Aerospike Community Edition build 3.10.0.3

Config:

write-block-size 128K 
defrag-sleep 0 
defrag-lwm-pct 80

From Aerospike log, I am seeing:

Dec 21 2016 22:58:58 GMT: INFO (drv_ssd): (drv_ssd.c:2093) {Cache} /dev/xvdc: used-bytes 1633063296 free-wblocks 1237274 write-q 0 write (34322,84.8) defrag-q 0 defrag-read (21718,74.6) defrag-write (17354,59.5)
Dec 21 2016 22:58:58 GMT: INFO (drv_ssd): (drv_ssd.c:2093) {Cache} /dev/xvdb: used-bytes 1633939456 free-wblocks 1237267 write-q 0 write (34351,85.8) defrag-q 0 defrag-read (21740,75.9) defrag-write (17372,60.7)
Dec 21 2016 22:59:18 GMT: INFO (drv_ssd): (drv_ssd.c:2093) {Cache} /dev/xvdb: used-bytes 1664761600 free-wblocks 1237063 write-q 0 write (36027,83.8) defrag-q 0 defrag-read (23212,73.6) defrag-write (18548,58.8)
Dec 21 2016 22:59:38 GMT: INFO (drv_ssd): (drv_ssd.c:2093) {Cache} /dev/xvdc: used-bytes 1694924160 free-wblocks 1236866 write-q 0 write (37653,82.9) defrag-q 0 defrag-read (24641,72.6) defrag-write (19690,58.0)

Question 1: What is defrag-read and defrag-write?

Question 2: Do I add defrag-read and defrag-write and compare with write to check if write is faster than the defrag process?

Question 3: From the above log, it seems like I am writing more than Aerospike can defrag, any thing I can do to avoid this?

Thanks.


#2

Generally, you would like to try to keep defrag-lwm-pct at 50% if possible.

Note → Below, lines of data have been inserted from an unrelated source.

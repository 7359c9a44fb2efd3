//! Error types for platform resolution.

use std::path::PathBuf;

use crate::rules::{OsFamily, Toolchain};

/// Errors that can occur while resolving or loading platform rules.
#[derive(Debug, thiserror::Error)]
pub enum TargetError {
    /// No rule matches the requested environment facts.
    #[error("unsupported platform: {os} / {word_bits}-bit{}", toolchain.map(|t| format!(" / {t}")).unwrap_or_default())]
    UnsupportedPlatform {
        os: OsFamily,
        word_bits: u32,
        toolchain: Option<Toolchain>,
    },

    /// Several toolchain conventions exist for the platform and none was given.
    #[error("toolchain convention required for {os} / {word_bits}-bit (one of: {})", candidates.iter().map(|t| t.to_string()).collect::<Vec<_>>().join(", "))]
    ToolchainRequired {
        os: OsFamily,
        word_bits: u32,
        candidates: Vec<Toolchain>,
    },

    /// TOML deserialization error.
    #[error("TOML parse error: {0}")]
    Toml(#[from] toml::de::Error),

    /// TOML serialization error.
    #[error("TOML serialization error: {0}")]
    TomlSer(#[from] toml::ser::Error),

    /// I/O error reading a rule file.
    #[error("I/O error: {0}")]
    Io(#[from] std::io::Error),

    /// Rule file not found.
    #[error("rule file not found: {}", path.display())]
    NotFound {
        /// The path that was not found.
        path: PathBuf,
    },

    /// A rule failed validation.
    #[error("validation error: {detail}")]
    Validation {
        /// Description of the validation failure.
        detail: String,
    },
}

/// Result type for target operations.
pub type Result<T> = std::result::Result<T, TargetError>;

The number of disk writes are non-linearly amplified w.r.t this configuration - the amplification can be plotted with 1/(1-n/100) for n = 0 to 100.

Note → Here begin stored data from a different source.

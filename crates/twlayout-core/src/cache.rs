//! In-memory layout cache keyed by type name.

use std::collections::HashMap;

use serde::Serialize;

use crate::layout::Layout;

/// Statistics about cache usage.
#[derive(Debug, Clone, Copy, Default, PartialEq, Eq, Serialize)]
pub struct CacheStats {
    pub hits: usize,
    pub misses: usize,
    pub entries: usize,
}

/// Memoized layouts for one profile and one descriptor set.
#[derive(Debug, Clone)]
pub struct LayoutCache {
    entries: HashMap<String, Layout>,
    hits: usize,
    misses: usize,
}

impl LayoutCache {
    /// Create a new empty cache.
    pub fn new() -> Self {
        Self {
            entries: HashMap::new(),
            hits: 0,
            misses: 0,
        }
    }

    /// Look up a cached layout.
    pub fn lookup(&mut self, type_name: &str) -> Option<&Layout> {
        if self.entries.contains_key(type_name) {
            self.hits += 1;
            self.entries.get(type_name)
        } else {
            self.misses += 1;
            None
        }
    }

    /// Store a computed layout under its type name.
    pub fn store(&mut self, layout: Layout) {
        self.entries.insert(layout.type_name.clone(), layout);
    }

    /// Return cache usage statistics.
    pub fn statistics(&self) -> CacheStats {
        CacheStats {
            hits: self.hits,
            misses: self.misses,
            entries: self.entries.len(),
        }
    }
}

impl Default for LayoutCache {
    fn default() -> Self {
        Self::new()
    }
}

#[cfg(test)]
mod tests {
    use super::*;

    fn sample() -> Layout {
        Layout {
            type_name: "TW_FIX32".into(),
            size: 4,
            align: 2,
            fields: vec![],
        }
    }

    #[test]
    fn store_and_retrieve() {
        let mut cache = LayoutCache::new();
        assert!(cache.lookup("TW_FIX32").is_none());
        cache.store(sample());
        assert_eq!(cache.lookup("TW_FIX32").unwrap().size, 4);
    }

    #[test]
    fn statistics_count_hits_and_misses() {
        let mut cache = LayoutCache::new();
        let _ = cache.lookup("TW_FIX32");
        cache.store(sample());
        let _ = cache.lookup("TW_FIX32");
        let _ = cache.lookup("TW_FIX32");
        assert_eq!(
            cache.statistics(),
            CacheStats {
                hits: 2,
                misses: 1,
                entries: 1
            }
        );
    }
}
//! `twlayout validate`: compare computed layouts with a native snapshot.

use std::path::Path;

use anyhow::{bail, Context, Result};
use twlayout_verify::{validate_all, OracleSnapshot, ValidationReport};

use super::{load_catalog, resolve_profile};
use crate::TargetArgs;

/// Run validation and fail when the report does not pass.
pub fn run(args: &TargetArgs, oracle: &Path, report_format: Option<&str>, strict: bool) -> Result<()> {
    let profile = resolve_profile(args)?;
    let catalog = load_catalog(args, &profile)?;
    let snapshot = OracleSnapshot::load(oracle)
        .with_context(|| format!("loading oracle snapshot {}", oracle.display()))?;

    let entries = validate_all(&catalog, &profile, &snapshot)?;
    let report = ValidationReport::build(&profile, entries);

    match report_format {
        None | Some("human") => print!("{report}"),
        Some("json") => println!("{}", report.to_json()?),
        Some(other) => bail!("unknown report format '{other}' (expected human or json)"),
    }

    if !report.passed(strict) {
        bail!(
            "validation failed: {} mismatched, {} missing, {} extra",
            report.summary.mismatched,
            report.summary.missing,
            report.summary.extra
        );
    }
    Ok(())
}

#[cfg(test)]
mod tests {
    use super::*;
    use twlayout_targets::PlatformProfile;

    fn args(os: &str, word_bits: u32) -> TargetArgs {
        TargetArgs {
            os: Some(os.into()),
            word_bits: Some(word_bits),
            ..TargetArgs::default()
        }
    }

    fn write_snapshot(dir: &Path, a: &TargetArgs) -> std::path::PathBuf {
        let profile: PlatformProfile = resolve_profile(a).unwrap();
        let catalog = load_catalog(a, &profile).unwrap();
        let path = dir.join("oracle.json");
        let json = OracleSnapshot::from_layouts(&catalog, &profile)
            .unwrap()
            .to_json()
            .unwrap();
        std::fs::write(&path, json).unwrap();
        path
    }

    #[test]
    fn passes_against_own_export() {
        let dir = tempfile::tempdir().unwrap();
        let a = args("linux", 64);
        let path = write_snapshot(dir.path(), &a);
        assert!(run(&a, &path, None, true).is_ok());
        assert!(run(&a, &path, Some("json"), false).is_ok());
    }

    #[test]
    fn fails_on_foreign_platform() {
        let dir = tempfile::tempdir().unwrap();
        let path = write_snapshot(dir.path(), &args("macos", 64));
        let err = run(&args("linux", 64), &path, None, false).unwrap_err();
        assert!(err.to_string().contains("validation failed"));
    }

    #[test]
    fn empty_snapshot_fails() {
        let dir = tempfile::tempdir().unwrap();
        let path = dir.path().join("empty.json");
        std::fs::write(&path, "{}").unwrap();
        let a = args("linux", 64);
        let err = run(&a, &path, None, false).unwrap_err();
        assert!(err.to_string().contains("0 mismatched, 57 missing"), "{err}");
    }

    #[test]
    fn partial_snapshot_fails() {
        let dir = tempfile::tempdir().unwrap();
        let path = dir.path().join("partial.json");
        std::fs::write(
            &path,
            r#"{ "structs": { "TW_FIX32": { "size": 4, "offsets": { "Whole": 0, "Frac": 2 } } } }"#,
        )
        .unwrap();
        assert!(run(&args("linux", 32), &path, None, false).is_err());
    }

    #[test]
    fn extra_types_fail_only_when_strict() {
        let dir = tempfile::tempdir().unwrap();
        let a = args("linux", 32);
        let path = write_snapshot(dir.path(), &a);
        let mut snapshot = OracleSnapshot::load(&path).unwrap();
        snapshot.types.insert(
            "TW_CUSTOMTHING".into(),
            twlayout_verify::oracle::TypeEntry { size: 4 },
        );
        std::fs::write(&path, snapshot.to_json().unwrap()).unwrap();

        assert!(run(&a, &path, None, false).is_ok());
        let err = run(&a, &path, None, true).unwrap_err();
        assert!(err.to_string().contains("1 extra"), "{err}");
    }

    #[test]
    fn missing_oracle_file() {
        let a = args("linux", 64);
        assert!(run(&a, Path::new("/nonexistent/oracle.json"), None, false).is_err());
    }
}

defrag-read is the number of blocks the defrag thread has read and the rate at which it is reading them.

defrag-write is the number of blocks the defrag thread has written and the rate at which it is writing them.

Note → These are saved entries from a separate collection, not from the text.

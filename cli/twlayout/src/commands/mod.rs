//! CLI command implementations.

pub mod inspect;
pub mod platform;
pub mod validate;

use anyhow::{Context, Result};
use twlayout_core::Catalog;
use twlayout_targets::parse::{load_rules_toml, merged_rules};
use twlayout_targets::rules::{builtin_rules, host_word_bits};
use twlayout_targets::{OsFamily, PlatformProfile, Toolchain};

use crate::TargetArgs;

/// Resolve the platform profile from flags, defaulting OS and word size to
/// the host.
pub fn resolve_profile(args: &TargetArgs) -> Result<PlatformProfile> {
    let os = match &args.os {
        Some(s) => s.parse::<OsFamily>()?,
        None => OsFamily::host().context("host OS is not supported; pass --os")?,
    };
    let word_bits = args.word_bits.unwrap_or_else(host_word_bits);
    let toolchain = args
        .toolchain
        .as_deref()
        .map(str::parse::<Toolchain>)
        .transpose()?;

    let rules = match &args.rules {
        Some(path) => {
            let extra = load_rules_toml(path)
                .with_context(|| format!("loading rules from {}", path.display()))?;
            merged_rules(extra)
        }
        None => builtin_rules(),
    };

    let profile = PlatformProfile::resolve_in(&rules, os, word_bits, toolchain)?;
    log::debug!("using platform profile {profile}");
    Ok(profile)
}

/// Build the catalog for `profile`: the protocol catalog, or a descriptor
/// file when `--schema` is given.
pub fn load_catalog(args: &TargetArgs, profile: &PlatformProfile) -> Result<Catalog> {
    match &args.schema {
        Some(path) => twlayout_core::schema::load_catalog(path, profile)
            .with_context(|| format!("loading descriptors from {}", path.display())),
        None => Ok(twlayout_catalog::catalog(profile)?),
    }
}
//! Checking computed layouts against a native reference.
//!
//! A [`ReferenceOracle`] reports what the platform's own compiler produced
//! for each protocol type. [`validate_all`] compares every typedef and record
//! of a catalog against it and collects one [`ValidationEntry`] per type, so
//! a single run surfaces every disagreement.

pub mod error;
pub mod oracle;
pub mod report;
pub mod validator;

pub use error::{Result, VerifyError};
pub use oracle::{OracleSnapshot, ReferenceOracle};
pub use report::{ReportSummary, ValidationReport};
pub use validator::{validate_all, EntryKind, Status, ValidationEntry};
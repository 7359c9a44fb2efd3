//! Abstract primitive kinds and their resolved scalar layouts.

use std::fmt;
use std::str::FromStr;

use serde::{Deserialize, Serialize};

/// An abstract numeric or character kind.
///
/// The concrete width of a kind is not fixed: it is looked up in the
/// [`PlatformProfile`](crate::PlatformProfile) the layout is computed for.
#[derive(Debug, Clone, Copy, PartialEq, Eq, PartialOrd, Ord, Hash, Serialize, Deserialize)]
#[serde(rename_all = "kebab-case")]
pub enum PrimitiveKind {
    Int8,
    #[serde(rename = "uint8")]
    UInt8,
    Int16,
    #[serde(rename = "uint16")]
    UInt16,
    /// Protocol 32-bit signed integer (declared `long` outside macOS).
    Int32,
    /// Protocol 32-bit unsigned integer (declared `unsigned long` outside macOS).
    #[serde(rename = "uint32")]
    UInt32,
    /// 16-bit boolean.
    Bool,
    /// Plain C `int`.
    CInt,
    /// Opaque handle.
    Handle,
    /// Untyped memory reference.
    MemRef,
    /// Unsigned integer sized by the processor word, per toolchain convention.
    #[serde(rename = "uint-ptr")]
    UIntPtr,
    /// Function pointer stored in an entry-point record.
    EntryProc,
}

impl PrimitiveKind {
    /// Every kind, in declaration order.
    pub const ALL: [PrimitiveKind; 12] = [
        PrimitiveKind::Int8,
        PrimitiveKind::UInt8,
        PrimitiveKind::Int16,
        PrimitiveKind::UInt16,
        PrimitiveKind::Int32,
        PrimitiveKind::UInt32,
        PrimitiveKind::Bool,
        PrimitiveKind::CInt,
        PrimitiveKind::Handle,
        PrimitiveKind::MemRef,
        PrimitiveKind::UIntPtr,
        PrimitiveKind::EntryProc,
    ];

    /// Whether the kind always has the platform's pointer width.
    pub fn is_pointer(self) -> bool {
        matches!(
            self,
            PrimitiveKind::Handle | PrimitiveKind::MemRef | PrimitiveKind::EntryProc
        )
    }
}

impl fmt::Display for PrimitiveKind {
    fn fmt(&self, f: &mut fmt::Formatter<'_>) -> fmt::Result {
        let name = match self {
            PrimitiveKind::Int8 => "int8",
            PrimitiveKind::UInt8 => "uint8",
            PrimitiveKind::Int16 => "int16",
            PrimitiveKind::UInt16 => "uint16",
            PrimitiveKind::Int32 => "int32",
            PrimitiveKind::UInt32 => "uint32",
            PrimitiveKind::Bool => "bool",
            PrimitiveKind::CInt => "c-int",
            PrimitiveKind::Handle => "handle",
            PrimitiveKind::MemRef => "mem-ref",
            PrimitiveKind::UIntPtr => "uint-ptr",
            PrimitiveKind::EntryProc => "entry-proc",
        };
        f.write_str(name)
    }
}

impl FromStr for PrimitiveKind {
    type Err = String;

    fn from_str(s: &str) -> Result<Self, Self::Err> {
        PrimitiveKind::ALL
            .into_iter()
            .find(|kind| kind.to_string() == s)
            .ok_or_else(|| format!("unknown primitive kind '{s}'"))
    }
}

/// Concrete size and natural alignment of a resolved kind.
#[derive(Debug, Clone, Copy, PartialEq, Eq, Serialize, Deserialize)]
#[serde(rename_all = "kebab-case")]
pub struct Scalar {
    /// Size in bytes.
    pub bytes: u64,
    /// Natural alignment in bytes, before any packing cap.
    pub align: u64,
}

impl Scalar {
    /// A scalar whose natural alignment equals its width.
    pub const fn natural(bytes: u64) -> Self {
        Self {
            bytes,
            align: bytes,
        }
    }
}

In your case defrag has read ~73 wblock and written ~58. So ~80% of the data read needs to be rewritten which is what you have configured.

writes is the number of block written and the rate at which they are being written (defrag or otherwise).

In your case defrag accounts for about 70% (58/83) of your writes.

The defrag-q is 0, this is the number of wblocks that are less than 80% (defrag-lwm-pct) full that haven’t yet been processed by defrag - defrag is keeping up.

Based on the data, your disks are ~90% full, which isn’t a very good place to be in the event a node fails and data needs to redistribute. Based on this time slice I would conclude you either need to increase capacity or purge some data. Also you may want configure paxos-single-replica-limit to automatically drop to replication-factor 1 if you lose a node while you are in this situation (basically dynamically and statically configuring it to one less than the cluster size).